This paper attempts to discuss the challenges related to the collection and use of evidence with class and individual characteristics. Under the Fourth Amendment to the American Constitution, officers on crime scene searches must be able to not only show the probable cause of the decision to conduct the search or seizure but also have a search warrant provided under oath or affirmation for the collected evidence to be admissible in a court of law. Additionally, it is important to collect and examine multiple sources of evidence with the view to not only increase the odds that a certain match will be realized when two or more specimens of evidence are compared but also ensure that the forensic scientist is able to prove beyond any reasonable doubt that the similarities of the specimens outweigh the dissimilarities.

From the discussion, it is evident that the most significant challenge linked to the collection and use of evidence with class characteristics in court emanates from the inability of forensic scientists to assign exact or even approximate probability values when conducting a comparison of most class-related physical evidence. Similarly, the most significant challenge connected to the collection and use of evidence with individual characteristics concerns the inability of the forensic scientist to state with mathematical exactness the probability that the analyzed specimens are of common origin.

Introduction

The collection of physical evidence through a comprehensive assessment of the crime scene and analysis of forensic evidence is of immense importance by virtue of being the initial step towards the preservation of the forensic value of the evidence for use in attempting to apprehend the perpetrators and ensuring that they face justice in a competent court of law (Lee & Pagliaro, 2013). Research is also consistent that the collection and documentation of physical evidence help the investigators to not only recreate the events leading up to the commission of a crime but also to have an adequate understanding of the events occurring during the commission of a crime and those occurring after the crime has been committed (Fisher & Fisher, 2012).

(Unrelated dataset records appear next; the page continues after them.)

pub mod client;
pub mod error;
pub mod manager;
pub mod normalize;

pub use client::{MailSession, RawMessage};
pub use error::ImapError;
pub use manager::{AccountManager, AccountState, StateRegistry};
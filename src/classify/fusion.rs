//! Multi-signal fusion.
//!
//! Combines the independent sentiment and intent signals into the primary
//! categorization as cumulative confidence adjustments, each clamped so the
//! result stays within [0, 1].

use crate::models::{Category, ClassificationResult, Intent, Sentiment};

pub const REASON_POSITIVE_INTEREST: &str = "Positive sentiment reinforces interest";
pub const REASON_NEGATIVE_DISINTEREST: &str = "Negative sentiment confirms disinterest";
pub const REASON_AUTOMATED_OOO: &str = "Automated tone matches out-of-office reply";
pub const REASON_CONFIRMED_MEETING: &str = "Confirmation intent supports booked meeting";
pub const REASON_REJECTION_DISINTEREST: &str = "Rejection intent confirms disinterest";
pub const REASON_SPAM_CONFIRMED: &str = "Sentiment and intent signals confirm spam";

/// One auxiliary classifier output with its own confidence.
#[derive(Debug, Clone, Copy)]
pub struct Signal<T> {
    pub value: T,
    pub confidence: f32,
}

fn boost(result: &mut ClassificationResult, amount: f32, reason: &str) {
    result.confidence = (result.confidence + amount).clamp(0.0, 1.0);
    result.reasoning.push(reason.to_string());
}

/// Applies the fusion table to the primary classification. Missing signals
/// (failed auxiliary calls) simply contribute nothing.
pub fn fuse(
    mut result: ClassificationResult,
    sentiment: Option<Signal<Sentiment>>,
    intent: Option<Signal<Intent>>,
) -> ClassificationResult {
    if let Some(s) = sentiment {
        match (s.value, result.category) {
            (Sentiment::Positive, Category::Interested) => {
                boost(&mut result, 0.10, REASON_POSITIVE_INTEREST)
            }
            (Sentiment::Negative, Category::NotInterested) => {
                boost(&mut result, 0.10, REASON_NEGATIVE_DISINTEREST)
            }
            (Sentiment::Automated, Category::OutOfOffice) => {
                boost(&mut result, 0.15, REASON_AUTOMATED_OOO)
            }
            _ => {}
        }
    }

    if let Some(i) = intent {
        match (i.value, result.category) {
            (Intent::Confirmation, Category::MeetingBooked) => {
                boost(&mut result, 0.10, REASON_CONFIRMED_MEETING)
            }
            (Intent::Rejection, Category::NotInterested) => {
                boost(&mut result, 0.10, REASON_REJECTION_DISINTEREST)
            }
            _ => {}
        }
    }

    if result.category == Category::Spam {
        if let (Some(s), Some(i)) = (sentiment, intent) {
            if s.value == Sentiment::Negative
                && s.confidence > 0.8
                && i.value == Intent::Informational
                && i.confidence > 0.7
            {
                boost(&mut result, 0.15, REASON_SPAM_CONFIRMED);
            }
        }
    }

    result
}
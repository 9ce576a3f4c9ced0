//! Ingestion pipeline wiring: initial index write, classification, index
//! update, then notification. Every stage degrades on failure; a message
//! never takes ingestion down.

use log::warn;
use std::sync::Arc;

use crate::classify::ClassificationPipeline;
use crate::index::EmailIndex;
use crate::models::Email;
use crate::notify::Notifier;

pub struct IngestPipeline {
    index: Arc<dyn EmailIndex>,
    classifier: Arc<ClassificationPipeline>,
    notifier: Arc<Notifier>,
}

impl IngestPipeline {
    pub fn new(
        index: Arc<dyn EmailIndex>,
        classifier: Arc<ClassificationPipeline>,
        notifier: Arc<Notifier>,
    ) -> Self {
        Self {
            index,
            classifier,
            notifier,
        }
    }

    pub fn classifier(&self) -> &Arc<ClassificationPipeline> {
        &self.classifier
    }

    /// Runs one normalized email through the full flow. The initial upsert
    /// makes the raw message searchable even if classification fails later.
    pub async fn process(&self, mut email: Email) {
        if let Err(e) = self.index.upsert(&email).await {
            warn!("Initial index write failed for {}: {}", email.id, e);
        }

        let result = self.classifier.classify(&email).await;
        email.apply_classification(&result);

        if let Err(e) = self.index.update_classification(&email.id, &result).await {
            warn!("Classification update failed for {}: {}", email.id, e);
        }

        self.notifier.notify_classified(&email);
    }
}
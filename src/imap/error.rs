use thiserror::Error;

#[derive(Debug, Error, Clone)]
pub enum ImapError {
    #[error("Connection error: {0}")]
    Connection(String),

    #[error("TLS error: {0}")]
    Tls(String),

    #[error("Authentication error: {0}")]
    Auth(String),

    #[error("Folder not found: {0}")]
    FolderNotFound(String),

    #[error("Operation error: {0}")]
    Operation(String),

    #[error("Bad response: {0}")]
    BadResponse(String),

    #[error("Parse error: {0}")]
    Parse(String),

    #[error("Missing data: {0}")]
    MissingData(String),

    #[error("Operation timed out: {0}")]
    Timeout(String),

    #[error("Unknown error: {0}")]
    Unknown(String),
}

impl From<async_imap::error::Error> for ImapError {
    fn from(err: async_imap::error::Error) -> Self {
        match err {
            async_imap::error::Error::Parse(e) => ImapError::Parse(e.to_string()),
            async_imap::error::Error::No(msg) => ImapError::Operation(msg),
            async_imap::error::Error::Bad(msg) => ImapError::BadResponse(msg),
            async_imap::error::Error::Io(e) => ImapError::Connection(e.to_string()),
            async_imap::error::Error::Validate(e) => ImapError::Operation(e.to_string()),
            _ => ImapError::Unknown(err.to_string()),
        }
    }
}

impl From<std::io::Error> for ImapError {
    fn from(err: std::io::Error) -> Self {
        ImapError::Connection(err.to_string())
    }
}

impl From<mailparse::MailParseError> for ImapError {
    fn from(err: mailparse::MailParseError) -> Self {
        ImapError::Parse(err.to_string())
    }
}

According to Saferstein (2012), physical evidence is normally assessed by forensic scientists for identification (determining the physical or chemical identity of a substance with the most certainty or assurance that accessible diagnostic techniques will allow) and comparison (the process of determining whether two or more specimens have a common origin). As such, there is a need for investigators to demonstrate a comprehensive understanding of how to collect and examine physical evidence in crime settings, including having the capacity to collect and use evidence with class and individual characteristics in a court of law. In this light, the present paper attempts to illuminate the challenges connected to the collection and use of evidence with class and individual characteristics.

Fourth Amendment and Crime Scene Searches

The Fourth Amendment to the American Constitution is clear that the rights of people and their property should not be violated through unreasonable or unjustifiable searches and seizures (De la Cal, 2016) and that any warrants or guarantees for searches and seizures must be issued upon showing probable cause and supported by oath or affirmation provided by a competent agency, such as a court of law (Hubbart, 2015). According to this amendment, any evidence collected by law enforcement agencies through unreasonable searches and seizures can be declined in a court of law. Similarly, any evidence collected by police officers without an oath or affirmation describing the place to be searched and the individuals/things to be seized may be inadmissible in a competent court of law. This means that officers on crime scene searches must be able to not only show probable cause of the decision to conduct the search or seizure but also have a search warrant provided under oath or affirmation for the collected evidence to be admissible in a court of law.

Importance of Collecting and Examining Multiple Sources of Evidence

It is important to collect and examine more than one questioned, unknown, known, or exemplar item of evidence to not only increase the odds that a certain match will be realized when two or more specimens of evidence are compared but also to ensure that the forensic scientist is able to prove beyond any reasonable doubt that the similarities of the specimens outweigh the dissimilarities (Buckles, 2012; Saferstein, 2012). This attestation is of immense importance in a competent court of law for the evidence to be directly linked to the perceived perpetrator of a crime.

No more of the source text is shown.